:: Work item ::
Each line in the data holding "href" should be listed.
◇ ◇ ◇
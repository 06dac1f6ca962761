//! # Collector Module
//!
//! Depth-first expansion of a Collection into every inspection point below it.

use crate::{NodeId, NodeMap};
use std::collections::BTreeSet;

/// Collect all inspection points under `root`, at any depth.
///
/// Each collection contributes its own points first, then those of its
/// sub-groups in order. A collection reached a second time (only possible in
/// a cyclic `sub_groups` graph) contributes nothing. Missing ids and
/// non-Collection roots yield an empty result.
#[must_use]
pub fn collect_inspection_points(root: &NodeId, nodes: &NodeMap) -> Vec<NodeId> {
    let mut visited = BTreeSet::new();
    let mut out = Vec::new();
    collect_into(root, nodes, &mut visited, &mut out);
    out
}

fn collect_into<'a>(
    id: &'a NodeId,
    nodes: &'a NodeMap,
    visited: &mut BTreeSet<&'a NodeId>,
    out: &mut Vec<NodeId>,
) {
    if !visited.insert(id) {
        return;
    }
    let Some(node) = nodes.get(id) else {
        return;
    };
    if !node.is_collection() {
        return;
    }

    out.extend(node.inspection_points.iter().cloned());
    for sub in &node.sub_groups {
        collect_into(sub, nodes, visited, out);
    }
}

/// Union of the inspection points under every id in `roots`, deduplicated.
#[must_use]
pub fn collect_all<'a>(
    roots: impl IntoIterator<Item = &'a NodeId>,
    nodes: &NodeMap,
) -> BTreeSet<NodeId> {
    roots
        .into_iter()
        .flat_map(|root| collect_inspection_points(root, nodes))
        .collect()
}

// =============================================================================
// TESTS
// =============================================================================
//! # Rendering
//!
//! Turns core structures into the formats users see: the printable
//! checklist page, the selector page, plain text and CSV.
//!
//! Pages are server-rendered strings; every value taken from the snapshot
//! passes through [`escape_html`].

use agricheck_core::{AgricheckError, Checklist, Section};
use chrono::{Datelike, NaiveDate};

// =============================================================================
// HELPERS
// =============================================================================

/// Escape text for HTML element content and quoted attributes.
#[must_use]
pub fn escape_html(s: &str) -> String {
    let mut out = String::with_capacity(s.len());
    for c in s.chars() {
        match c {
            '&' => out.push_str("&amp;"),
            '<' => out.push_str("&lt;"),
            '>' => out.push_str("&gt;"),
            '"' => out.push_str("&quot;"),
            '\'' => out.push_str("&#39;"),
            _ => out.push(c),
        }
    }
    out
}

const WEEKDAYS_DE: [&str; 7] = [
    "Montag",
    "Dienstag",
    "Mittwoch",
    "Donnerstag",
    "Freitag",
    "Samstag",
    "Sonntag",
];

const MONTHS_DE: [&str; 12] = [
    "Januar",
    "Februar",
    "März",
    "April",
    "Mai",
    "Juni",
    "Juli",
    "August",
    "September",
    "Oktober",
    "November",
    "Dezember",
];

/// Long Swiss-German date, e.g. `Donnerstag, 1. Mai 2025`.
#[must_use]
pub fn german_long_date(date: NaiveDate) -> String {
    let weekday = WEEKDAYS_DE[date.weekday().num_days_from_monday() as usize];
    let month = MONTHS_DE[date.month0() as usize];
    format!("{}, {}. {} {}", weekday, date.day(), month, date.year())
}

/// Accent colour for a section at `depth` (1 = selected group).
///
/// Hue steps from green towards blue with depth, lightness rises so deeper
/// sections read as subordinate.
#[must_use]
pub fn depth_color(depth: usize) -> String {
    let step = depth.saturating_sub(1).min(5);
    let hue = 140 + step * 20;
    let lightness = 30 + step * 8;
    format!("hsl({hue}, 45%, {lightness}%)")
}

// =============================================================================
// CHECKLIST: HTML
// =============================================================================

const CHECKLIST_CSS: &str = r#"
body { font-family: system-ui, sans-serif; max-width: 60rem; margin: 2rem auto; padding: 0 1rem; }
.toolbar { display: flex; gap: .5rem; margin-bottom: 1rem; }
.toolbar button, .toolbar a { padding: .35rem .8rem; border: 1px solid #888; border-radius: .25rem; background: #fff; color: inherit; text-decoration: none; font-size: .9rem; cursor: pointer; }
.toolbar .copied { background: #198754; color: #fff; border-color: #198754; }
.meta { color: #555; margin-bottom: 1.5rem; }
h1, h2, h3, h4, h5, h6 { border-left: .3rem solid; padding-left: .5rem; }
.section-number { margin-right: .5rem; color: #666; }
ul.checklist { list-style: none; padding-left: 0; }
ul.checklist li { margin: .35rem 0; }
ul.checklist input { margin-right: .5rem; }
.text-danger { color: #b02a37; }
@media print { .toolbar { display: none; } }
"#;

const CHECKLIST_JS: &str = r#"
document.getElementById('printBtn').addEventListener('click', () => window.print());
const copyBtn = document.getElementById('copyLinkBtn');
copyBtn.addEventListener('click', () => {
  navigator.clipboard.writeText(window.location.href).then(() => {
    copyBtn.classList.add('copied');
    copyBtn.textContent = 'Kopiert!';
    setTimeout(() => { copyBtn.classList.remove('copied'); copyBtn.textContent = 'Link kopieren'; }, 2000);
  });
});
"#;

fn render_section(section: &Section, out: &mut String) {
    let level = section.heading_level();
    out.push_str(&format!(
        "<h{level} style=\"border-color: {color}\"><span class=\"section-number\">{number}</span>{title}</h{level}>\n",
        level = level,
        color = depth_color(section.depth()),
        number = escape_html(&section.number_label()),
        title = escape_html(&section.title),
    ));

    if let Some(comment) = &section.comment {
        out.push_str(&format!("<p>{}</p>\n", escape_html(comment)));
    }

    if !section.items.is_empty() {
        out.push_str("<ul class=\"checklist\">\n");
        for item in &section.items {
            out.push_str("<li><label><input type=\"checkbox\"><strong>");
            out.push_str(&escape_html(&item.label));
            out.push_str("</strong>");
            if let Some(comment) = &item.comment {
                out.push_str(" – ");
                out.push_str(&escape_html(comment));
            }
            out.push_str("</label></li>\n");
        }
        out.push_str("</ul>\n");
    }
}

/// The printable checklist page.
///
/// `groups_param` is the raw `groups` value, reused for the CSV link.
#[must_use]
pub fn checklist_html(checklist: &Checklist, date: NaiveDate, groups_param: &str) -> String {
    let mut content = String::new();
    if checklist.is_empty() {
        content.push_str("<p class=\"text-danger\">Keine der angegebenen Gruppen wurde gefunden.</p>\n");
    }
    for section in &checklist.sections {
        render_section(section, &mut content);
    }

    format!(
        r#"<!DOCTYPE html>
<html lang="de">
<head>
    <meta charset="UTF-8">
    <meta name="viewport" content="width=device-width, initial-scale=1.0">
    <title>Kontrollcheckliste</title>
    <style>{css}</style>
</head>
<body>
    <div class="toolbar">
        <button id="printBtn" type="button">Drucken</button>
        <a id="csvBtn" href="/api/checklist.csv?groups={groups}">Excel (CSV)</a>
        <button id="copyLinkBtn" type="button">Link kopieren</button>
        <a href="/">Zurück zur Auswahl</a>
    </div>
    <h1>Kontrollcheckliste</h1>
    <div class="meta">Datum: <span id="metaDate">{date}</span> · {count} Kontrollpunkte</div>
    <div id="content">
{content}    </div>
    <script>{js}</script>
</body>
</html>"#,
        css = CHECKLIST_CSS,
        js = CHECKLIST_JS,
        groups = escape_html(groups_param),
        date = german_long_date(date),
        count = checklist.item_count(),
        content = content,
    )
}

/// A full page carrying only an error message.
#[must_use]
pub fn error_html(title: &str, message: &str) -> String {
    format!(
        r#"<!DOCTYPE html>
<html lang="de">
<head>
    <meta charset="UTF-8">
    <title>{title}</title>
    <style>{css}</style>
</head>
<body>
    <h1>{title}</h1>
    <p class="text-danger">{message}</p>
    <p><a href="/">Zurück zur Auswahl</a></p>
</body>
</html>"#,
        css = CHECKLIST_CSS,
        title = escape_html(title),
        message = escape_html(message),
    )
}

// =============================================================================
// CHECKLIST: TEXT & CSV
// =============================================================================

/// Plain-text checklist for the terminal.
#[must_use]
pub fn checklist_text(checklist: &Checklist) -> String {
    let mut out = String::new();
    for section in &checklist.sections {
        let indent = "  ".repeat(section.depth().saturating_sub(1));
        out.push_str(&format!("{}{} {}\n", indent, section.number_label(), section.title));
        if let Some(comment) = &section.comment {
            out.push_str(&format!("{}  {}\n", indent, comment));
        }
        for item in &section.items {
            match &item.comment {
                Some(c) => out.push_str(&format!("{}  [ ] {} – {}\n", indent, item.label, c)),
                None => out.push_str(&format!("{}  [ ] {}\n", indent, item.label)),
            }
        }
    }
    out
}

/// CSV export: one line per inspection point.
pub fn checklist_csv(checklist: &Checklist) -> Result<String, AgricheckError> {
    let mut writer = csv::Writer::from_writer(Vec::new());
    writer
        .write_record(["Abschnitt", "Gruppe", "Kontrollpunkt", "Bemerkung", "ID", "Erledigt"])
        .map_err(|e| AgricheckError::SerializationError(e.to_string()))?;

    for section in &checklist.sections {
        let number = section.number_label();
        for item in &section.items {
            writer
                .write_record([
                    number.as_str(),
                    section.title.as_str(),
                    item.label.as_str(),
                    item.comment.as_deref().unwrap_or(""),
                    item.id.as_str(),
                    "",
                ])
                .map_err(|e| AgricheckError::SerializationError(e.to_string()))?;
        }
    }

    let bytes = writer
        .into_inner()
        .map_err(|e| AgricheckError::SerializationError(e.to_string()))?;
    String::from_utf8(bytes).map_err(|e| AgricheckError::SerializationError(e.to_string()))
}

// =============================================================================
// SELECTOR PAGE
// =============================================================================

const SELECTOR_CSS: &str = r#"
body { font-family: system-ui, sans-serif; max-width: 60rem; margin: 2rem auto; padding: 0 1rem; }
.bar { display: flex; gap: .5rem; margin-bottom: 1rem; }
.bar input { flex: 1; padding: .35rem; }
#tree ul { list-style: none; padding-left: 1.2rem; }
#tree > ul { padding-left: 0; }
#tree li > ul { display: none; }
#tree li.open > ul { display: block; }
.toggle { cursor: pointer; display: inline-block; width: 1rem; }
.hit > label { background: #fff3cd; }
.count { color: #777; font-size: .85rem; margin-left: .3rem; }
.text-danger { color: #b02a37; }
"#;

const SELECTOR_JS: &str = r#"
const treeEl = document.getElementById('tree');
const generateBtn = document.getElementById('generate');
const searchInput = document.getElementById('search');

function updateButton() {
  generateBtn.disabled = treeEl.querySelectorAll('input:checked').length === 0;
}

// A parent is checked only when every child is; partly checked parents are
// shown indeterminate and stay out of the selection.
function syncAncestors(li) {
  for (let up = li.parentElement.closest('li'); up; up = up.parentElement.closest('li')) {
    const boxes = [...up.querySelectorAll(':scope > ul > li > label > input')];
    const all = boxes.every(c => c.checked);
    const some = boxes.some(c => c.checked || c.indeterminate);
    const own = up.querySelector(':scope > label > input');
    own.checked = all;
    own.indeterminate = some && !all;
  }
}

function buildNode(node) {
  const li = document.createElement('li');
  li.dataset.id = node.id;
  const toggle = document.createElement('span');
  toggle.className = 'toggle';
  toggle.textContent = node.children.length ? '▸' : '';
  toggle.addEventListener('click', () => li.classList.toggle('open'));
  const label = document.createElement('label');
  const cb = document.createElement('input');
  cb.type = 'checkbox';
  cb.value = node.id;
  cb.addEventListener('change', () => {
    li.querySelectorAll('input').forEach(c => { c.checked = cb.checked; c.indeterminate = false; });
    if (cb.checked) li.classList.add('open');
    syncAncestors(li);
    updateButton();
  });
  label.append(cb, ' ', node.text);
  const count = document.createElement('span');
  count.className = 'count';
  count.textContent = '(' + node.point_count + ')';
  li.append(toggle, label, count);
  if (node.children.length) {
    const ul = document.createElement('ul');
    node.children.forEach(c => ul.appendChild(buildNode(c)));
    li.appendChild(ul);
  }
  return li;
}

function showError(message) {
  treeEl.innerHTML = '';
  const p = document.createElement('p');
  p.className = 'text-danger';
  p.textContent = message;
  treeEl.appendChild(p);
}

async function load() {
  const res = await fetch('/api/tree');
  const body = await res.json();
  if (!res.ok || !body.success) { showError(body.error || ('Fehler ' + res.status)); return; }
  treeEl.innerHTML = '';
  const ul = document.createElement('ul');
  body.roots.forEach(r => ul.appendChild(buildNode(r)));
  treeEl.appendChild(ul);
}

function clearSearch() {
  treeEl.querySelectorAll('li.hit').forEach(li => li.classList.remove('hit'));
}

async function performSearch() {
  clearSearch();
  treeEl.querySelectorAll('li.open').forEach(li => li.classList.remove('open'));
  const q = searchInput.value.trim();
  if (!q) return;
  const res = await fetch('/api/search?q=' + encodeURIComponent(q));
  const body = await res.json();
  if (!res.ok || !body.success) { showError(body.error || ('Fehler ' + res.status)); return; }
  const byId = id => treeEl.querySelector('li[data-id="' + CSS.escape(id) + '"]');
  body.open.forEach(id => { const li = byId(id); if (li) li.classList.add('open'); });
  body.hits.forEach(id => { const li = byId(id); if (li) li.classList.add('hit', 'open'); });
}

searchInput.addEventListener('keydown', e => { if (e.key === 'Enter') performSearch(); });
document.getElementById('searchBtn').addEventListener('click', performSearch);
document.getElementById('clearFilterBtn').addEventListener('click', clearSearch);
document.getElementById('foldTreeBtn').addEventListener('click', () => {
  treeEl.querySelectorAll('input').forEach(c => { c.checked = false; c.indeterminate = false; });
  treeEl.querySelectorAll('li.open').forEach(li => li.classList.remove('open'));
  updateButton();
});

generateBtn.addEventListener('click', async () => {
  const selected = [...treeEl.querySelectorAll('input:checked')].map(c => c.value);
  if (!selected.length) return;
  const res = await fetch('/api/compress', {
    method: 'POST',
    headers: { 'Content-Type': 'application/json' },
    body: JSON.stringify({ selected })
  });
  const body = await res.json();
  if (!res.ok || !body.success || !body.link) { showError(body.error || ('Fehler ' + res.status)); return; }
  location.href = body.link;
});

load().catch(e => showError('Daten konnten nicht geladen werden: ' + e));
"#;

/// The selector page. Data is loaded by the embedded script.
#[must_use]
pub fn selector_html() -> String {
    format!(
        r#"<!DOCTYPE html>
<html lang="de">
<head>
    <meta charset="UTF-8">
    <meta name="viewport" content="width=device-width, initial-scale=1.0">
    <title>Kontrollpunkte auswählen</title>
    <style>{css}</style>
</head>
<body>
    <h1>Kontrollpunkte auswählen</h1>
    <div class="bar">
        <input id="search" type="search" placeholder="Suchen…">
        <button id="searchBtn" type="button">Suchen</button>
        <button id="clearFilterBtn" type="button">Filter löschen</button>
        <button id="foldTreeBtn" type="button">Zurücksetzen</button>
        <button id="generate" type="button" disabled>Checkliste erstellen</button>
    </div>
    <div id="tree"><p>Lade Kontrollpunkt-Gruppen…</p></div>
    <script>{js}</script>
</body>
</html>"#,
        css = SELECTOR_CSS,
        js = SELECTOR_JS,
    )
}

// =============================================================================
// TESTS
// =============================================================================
◇ ◇ ◇
:: Answer section ::
  navigator.clipboard.writeText(window.location.href).then(() => {
        <a id="csvBtn" href="/api/checklist.csv?groups={groups}">Excel (CSV)</a>
        <a href="/">Zurück zur Auswahl</a>
    <p><a href="/">Zurück zur Auswahl</a></p>
  location.href = body.link;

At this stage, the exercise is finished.